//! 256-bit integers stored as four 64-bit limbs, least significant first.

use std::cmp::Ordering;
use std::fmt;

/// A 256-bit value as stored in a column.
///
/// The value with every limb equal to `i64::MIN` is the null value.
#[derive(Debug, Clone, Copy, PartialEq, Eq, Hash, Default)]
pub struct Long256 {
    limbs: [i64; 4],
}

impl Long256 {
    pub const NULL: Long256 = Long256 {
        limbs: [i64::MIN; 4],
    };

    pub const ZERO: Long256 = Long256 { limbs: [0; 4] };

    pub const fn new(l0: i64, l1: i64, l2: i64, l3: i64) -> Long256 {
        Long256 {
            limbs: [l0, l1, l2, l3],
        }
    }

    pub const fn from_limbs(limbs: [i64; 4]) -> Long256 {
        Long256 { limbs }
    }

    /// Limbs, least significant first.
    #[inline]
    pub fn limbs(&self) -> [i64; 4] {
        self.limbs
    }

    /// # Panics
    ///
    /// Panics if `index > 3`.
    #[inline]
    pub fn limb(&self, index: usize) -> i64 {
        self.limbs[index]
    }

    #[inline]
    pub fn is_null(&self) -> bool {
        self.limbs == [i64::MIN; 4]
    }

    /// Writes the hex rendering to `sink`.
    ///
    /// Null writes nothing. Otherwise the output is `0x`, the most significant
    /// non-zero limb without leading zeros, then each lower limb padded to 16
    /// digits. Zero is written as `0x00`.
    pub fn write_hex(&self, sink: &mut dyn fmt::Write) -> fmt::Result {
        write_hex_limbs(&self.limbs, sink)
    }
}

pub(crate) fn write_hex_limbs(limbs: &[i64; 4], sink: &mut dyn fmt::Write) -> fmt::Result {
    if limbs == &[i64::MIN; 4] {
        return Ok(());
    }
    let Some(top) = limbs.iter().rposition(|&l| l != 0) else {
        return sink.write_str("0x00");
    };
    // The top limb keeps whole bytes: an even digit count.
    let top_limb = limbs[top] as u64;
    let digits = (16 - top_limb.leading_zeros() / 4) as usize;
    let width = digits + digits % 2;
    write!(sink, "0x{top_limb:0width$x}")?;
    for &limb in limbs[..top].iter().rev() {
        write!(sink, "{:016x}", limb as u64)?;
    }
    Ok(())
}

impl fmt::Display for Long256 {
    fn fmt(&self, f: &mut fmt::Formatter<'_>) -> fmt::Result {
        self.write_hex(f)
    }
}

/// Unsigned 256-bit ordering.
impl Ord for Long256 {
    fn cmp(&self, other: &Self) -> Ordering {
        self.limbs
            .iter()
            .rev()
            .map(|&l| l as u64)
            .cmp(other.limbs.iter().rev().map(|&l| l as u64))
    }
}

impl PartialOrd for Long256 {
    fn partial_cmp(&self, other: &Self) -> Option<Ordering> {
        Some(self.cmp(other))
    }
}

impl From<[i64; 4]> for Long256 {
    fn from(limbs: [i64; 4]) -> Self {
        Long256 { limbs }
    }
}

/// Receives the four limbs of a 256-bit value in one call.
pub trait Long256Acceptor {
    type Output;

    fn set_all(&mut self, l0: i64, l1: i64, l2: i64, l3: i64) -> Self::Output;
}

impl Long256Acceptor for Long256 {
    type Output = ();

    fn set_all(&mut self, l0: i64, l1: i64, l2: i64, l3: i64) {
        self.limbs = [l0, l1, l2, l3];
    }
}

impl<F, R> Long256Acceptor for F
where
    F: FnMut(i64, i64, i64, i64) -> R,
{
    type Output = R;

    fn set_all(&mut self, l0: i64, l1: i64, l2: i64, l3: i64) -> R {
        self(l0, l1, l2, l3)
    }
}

-.-.-

> Your instructions
When a line in the listing above holds the word "digits", copy it.

> Exercise response
    /// digits. Zero is written as `0x00`.
    let digits = (16 - top_limb.leading_zeros() / 4) as usize;
    let width = digits + digits % 2;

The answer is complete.